[v2,32/32] common/cnxk: add check for null auth and anti-replay
Checks
Commit Message
From: Srujana Challa <schalla@marvell.com>
As per IPsec RFC, the anti-replay service can be selected for
an SA only if the integrity service is selected for that SA.
This patch adds the validation check for the same.
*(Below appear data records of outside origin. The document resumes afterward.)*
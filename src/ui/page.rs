//! Page context and wiring.
//!
//! One `Page` object is built at game start and shared (`Rc`) into every
//! handler — there is no module-level registry of elements. It owns the
//! game state, the board, and every control; closures capture the `Rc` and
//! nothing else.

use super::board::Board;
use super::card::Card;
use super::controls::Controls;
use super::element::DomError;
use super::overlay::{Dots, EndScreen, PopUp, PopUpId};
use super::selection::SelectionTracker;
use super::sequencer::{self, Phase, Sequencer};
use crate::engine::Game;
use std::cell::RefCell;
use std::rc::Rc;
use wasm_bindgen::JsValue;
use wasm_bindgen_futures::spawn_local;
use web_sys::{console, window, Document};

pub struct Page {
    pub(crate) game: RefCell<Game>,
    pub(crate) board: RefCell<Board>,
    pub(crate) selection: SelectionTracker,
    pub(crate) sequencer: Sequencer,
    pub(crate) controls: Controls,
    pub(crate) dots: Dots,
    pub(crate) one_away: PopUp,
    pub(crate) already_guessed: PopUp,
    pub(crate) end_screen: EndScreen,
}

/// Builds the page context from the current document and starts the game.
pub fn boot() -> Result<(), JsValue> {
    let window = window().ok_or_else(|| JsValue::from_str("no window"))?;
    let document = window
        .document()
        .ok_or_else(|| JsValue::from_str("no document"))?;

    let game = load_game(&document);
    let page = Page::new(&document, game).map_err(|e| JsValue::from_str(&e.to_string()))?;
    let page = Rc::new(page);
    page.board.borrow().render_all(&page.game.borrow());
    page.wire();
    Ok(())
}

/// Reads the `game` query parameter and reconstructs the puzzle from it. A
/// malformed code is reported to the console and replaced by the default
/// puzzle; it never takes the page down.
fn load_game(document: &Document) -> Game {
    let code = document
        .url()
        .ok()
        .and_then(|href| web_sys::Url::new(&href).ok())
        .and_then(|url| url.search_params().get("game"));
    match code {
        None => Game::default(),
        Some(code) => Game::from_code(&code).unwrap_or_else(|err| {
            console::warn_1(&format!("ignoring malformed puzzle code: {err}").into());
            Game::default()
        }),
    }
}

impl Page {
    fn new(document: &Document, game: Game) -> Result<Self, DomError> {
        Ok(Self {
            game: RefCell::new(game),
            board: RefCell::new(Board::new(document)?),
            selection: SelectionTracker::new(document),
            sequencer: Sequencer::new(),
            controls: Controls::new(document)?,
            dots: Dots::new(document),
            one_away: PopUp::new(document, PopUpId::OneAway)?,
            already_guessed: PopUp::new(document, PopUpId::AlreadyGuessed)?,
            end_screen: EndScreen::new(document)?,
        })
    }

    fn wire(self: &Rc<Self>) {
        let cards: Vec<Card> = self.board.borrow().cards().cloned().collect();
        self.wire_cards(&cards);

        let page = Rc::clone(self);
        self.controls
            .submit
            .bind(move || spawn_local(sequencer::submit(Rc::clone(&page))));
        self.controls.submit.disable();

        let page = Rc::clone(self);
        self.controls.deselect.bind(move || page.deselect_clicked());
        self.controls.deselect.disable();

        let page = Rc::clone(self);
        self.controls.shuffle.bind(move || page.shuffle_clicked());

        let page = Rc::clone(self);
        self.controls
            .try_again
            .bind(move || page.try_again_clicked());

        let page = Rc::clone(self);
        self.controls.see_board.bind(move || page.see_board_clicked());
    }

    /// Installs click handlers on the given cards. Called for the full grid
    /// at start and reset, and for swapped-in clones after a match.
    pub(crate) fn wire_cards(self: &Rc<Self>, cards: &[Card]) {
        for card in cards {
            let page = Rc::clone(self);
            let handle = card.clone();
            card.on_click(move || page.card_clicked(&handle));
        }
    }

    /// Toggle protocol: a card may flip only while the sequencer is idle,
    /// and the game logic rejects a fifth selection. Control enablement
    /// follows the resulting selection size.
    fn card_clicked(&self, card: &Card) {
        if !self.sequencer.is_idle() || card.disabled() {
            return;
        }
        let Some(index) = card.index() else { return };
        let Some(change) = self.game.borrow_mut().toggle_card(index) else {
            return;
        };
        card.set_selected(change.selected);
        self.selection_changed(change.len);
    }

    fn selection_changed(&self, len: usize) {
        match len {
            0 => {
                self.controls.deselect.disable();
                self.controls.submit.disable();
            }
            1 => self.controls.deselect.enable(),
            3 => self.controls.submit.disable(),
            4 => self.controls.submit.enable(),
            _ => {}
        }
    }

    fn deselect_clicked(&self) {
        if !self.sequencer.is_idle() {
            return;
        }
        self.game.borrow_mut().clear_selection();
        self.selection.deselect_all();
        self.controls.deselect.disable();
        self.controls.submit.disable();
    }

    fn shuffle_clicked(self: &Rc<Self>) {
        if !self.sequencer.is_idle() {
            return;
        }
        self.sequencer.set(Phase::Shuffling);
        let page = Rc::clone(self);
        spawn_local(async move {
            {
                let board = page.board.borrow();
                board.hide();
                page.game.borrow_mut().shuffle();
            }
            {
                let game = page.game.borrow();
                let board = page.board.borrow();
                board.show(&game).await;
            }
            page.sequencer.set(Phase::Idle);
        });
    }

    fn try_again_clicked(self: &Rc<Self>) {
        if self.sequencer.phase() != Phase::GameOver {
            return;
        }
        {
            let mut game = self.game.borrow_mut();
            game.start_over();
            self.board.borrow_mut().reset(&game);
        }
        let cards: Vec<Card> = self.board.borrow().cards().cloned().collect();
        self.wire_cards(&cards);
        self.dots.reset();
        self.controls.submit.disable();
        self.controls.deselect.disable();
        self.controls.shuffle.enable();
        self.end_screen.close();
        self.sequencer.set(Phase::Idle);
    }

    /// Closes the end screen so the player can study the final board; the
    /// game stays over and every other control goes inert.
    fn see_board_clicked(&self) {
        self.controls.shuffle.disable();
        self.controls.deselect.disable();
        self.controls.submit.disable();
        self.end_screen.close();
    }
}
Signed-off-by: Srujana Challa <schalla@marvell.com>
---
drivers/common/cnxk/cnxk_security.c | 9 +++++++++
1 file changed, 9 insertions(+)
Comments
On Wed, May 24, 2023 at 3:38 PM Nithin Dabilpuram
<ndabilpuram@marvell.com> wrote:
>
> From: Srujana Challa <schalla@marvell.com>
>
> As per IPsec RFC, the anti-replay service can be selected for
> an SA only if the integrity service is selected for that SA.
> This patch adds the validation check for the same.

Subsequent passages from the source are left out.